-- Dataset records follows --

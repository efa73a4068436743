//! Background removal behind an opaque segmentation capability.
//!
//! The [`Segmenter`] trait is the seam: given a raster, produce an alpha
//! matte (a grayscale image where 255 means foreground and 0 means
//! background). Everything about *how* the matte is produced — which model,
//! which runtime — stays behind the trait, so the pipeline and its tests
//! never depend on model accuracy or availability.
//!
//! The production implementation, [`CommandSegmenter`], hands the raster to
//! an external pretrained-model tool (by default the `rembg` CLI in
//! mask-only mode) via temporary PNG files. Tests substitute a fake that
//! marks a fixed border region as background.
//!
//! [`remove_background`] applies a matte to a raster: the output is always
//! RGBA, only the alpha channel is written, and color channels are never
//! modified. A refinement pass then zeroes stray near-transparent alpha so
//! matting halos do not survive encoding.

use super::raster::Raster;
use image::imageops::FilterType;
use image::{imageops, DynamicImage, GrayImage, RgbaImage};
use std::path::PathBuf;
use std::process::Command;
use thiserror::Error;
use tracing::debug;

#[derive(Error, Debug)]
pub enum SegmentationError {
    #[error("segmentation command failed: {0}")]
    Command(String),
    #[error("segmentation produced an unusable matte: {0}")]
    BadMatte(String),
    #[error("IO error during segmentation: {0}")]
    Io(#[from] std::io::Error),
}

/// Per-pixel alpha coverage: 255 = keep, 0 = background.
pub type AlphaMatte = GrayImage;

/// An opaque foreground/background segmentation capability.
pub trait Segmenter: Sync {
    /// Produce an alpha matte for the raster, ideally at its exact
    /// dimensions. A matte at a different scale is resampled by the caller.
    fn matte(&self, raster: &Raster) -> Result<AlphaMatte, SegmentationError>;
}

/// Alpha values below this after matting are treated as matting noise and
/// zeroed, so faint halos around the subject do not survive encoding.
const ALPHA_FLOOR: u8 = 20;

/// Segmenter backed by an external command-line tool.
///
/// The tool is invoked as `<command> <args...> <input.png> <matte.png>` with
/// both paths inside a private temporary directory. The default wiring runs
/// `rembg i -om`, which writes the mask alone rather than a composited
/// image.
pub struct CommandSegmenter {
    command: PathBuf,
    args: Vec<String>,
}

impl CommandSegmenter {
    pub fn new(command: impl Into<PathBuf>, args: Vec<String>) -> Self {
        Self {
            command: command.into(),
            args,
        }
    }

    /// The default external engine: `rembg i -om input output`.
    pub fn rembg() -> Self {
        Self::new("rembg", vec!["i".into(), "-om".into()])
    }
}

impl Segmenter for CommandSegmenter {
    fn matte(&self, raster: &Raster) -> Result<AlphaMatte, SegmentationError> {
        let dir = tempfile::tempdir()?;
        let input = dir.path().join("input.png");
        let output = dir.path().join("matte.png");

        raster
            .image
            .save_with_format(&input, image::ImageFormat::Png)
            .map_err(|e| SegmentationError::Command(format!("staging input failed: {e}")))?;

        let status = Command::new(&self.command)
            .args(&self.args)
            .arg(&input)
            .arg(&output)
            .output()
            .map_err(|e| {
                SegmentationError::Command(format!("{}: {e}", self.command.display()))
            })?;
        if !status.status.success() {
            return Err(SegmentationError::Command(format!(
                "{} exited with {}: {}",
                self.command.display(),
                status.status,
                String::from_utf8_lossy(&status.stderr).trim()
            )));
        }

        let matte = image::open(&output)
            .map_err(|e| SegmentationError::BadMatte(e.to_string()))?
            .to_luma8();
        debug!(
            width = matte.width(),
            height = matte.height(),
            "external segmenter produced matte"
        );
        Ok(matte)
    }
}

/// Apply the segmenter's matte to the raster.
///
/// The output raster is RGBA regardless of the input mode. Detected
/// background becomes transparent; foreground color values pass through
/// unchanged. Existing transparency is respected — the matte can only make
/// pixels more transparent, never less.
pub fn remove_background(
    segmenter: &dyn Segmenter,
    raster: &Raster,
) -> Result<Raster, SegmentationError> {
    let matte = segmenter.matte(raster)?;
    let matte = conform_matte(matte, raster.dimensions())?;

    let mut rgba: RgbaImage = raster.image.to_rgba8();
    for (pixel, coverage) in rgba.pixels_mut().zip(matte.pixels()) {
        let combined = pixel[3] as u16 * coverage[0] as u16 / 255;
        pixel[3] = combined as u8;
    }
    refine_alpha(&mut rgba, ALPHA_FLOOR);

    Ok(raster.with_image(DynamicImage::ImageRgba8(rgba)))
}

/// Resample the matte to the raster's dimensions if the model returned a
/// different scale; reject empty mattes outright.
fn conform_matte(matte: AlphaMatte, target: (u32, u32)) -> Result<AlphaMatte, SegmentationError> {
    if matte.width() == 0 || matte.height() == 0 {
        return Err(SegmentationError::BadMatte("matte has zero area".into()));
    }
    if matte.dimensions() == target {
        return Ok(matte);
    }
    Ok(imageops::resize(
        &matte,
        target.0,
        target.1,
        FilterType::Lanczos3,
    ))
}

/// Zero out alpha below the floor. Matting models leave faint coverage in
/// background areas; once encoded and composited those show up as halos.
fn refine_alpha(image: &mut RgbaImage, floor: u8) {
    for pixel in image.pixels_mut() {
        if pixel[3] < floor {
            pixel[3] = 0;
        }
    }
}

-- Dataset records concluded --

From the records above, pull out each line that has "GrayImage".

Exercise output ->
use image::{imageops, DynamicImage, GrayImage, RgbaImage};
pub type AlphaMatte = GrayImage;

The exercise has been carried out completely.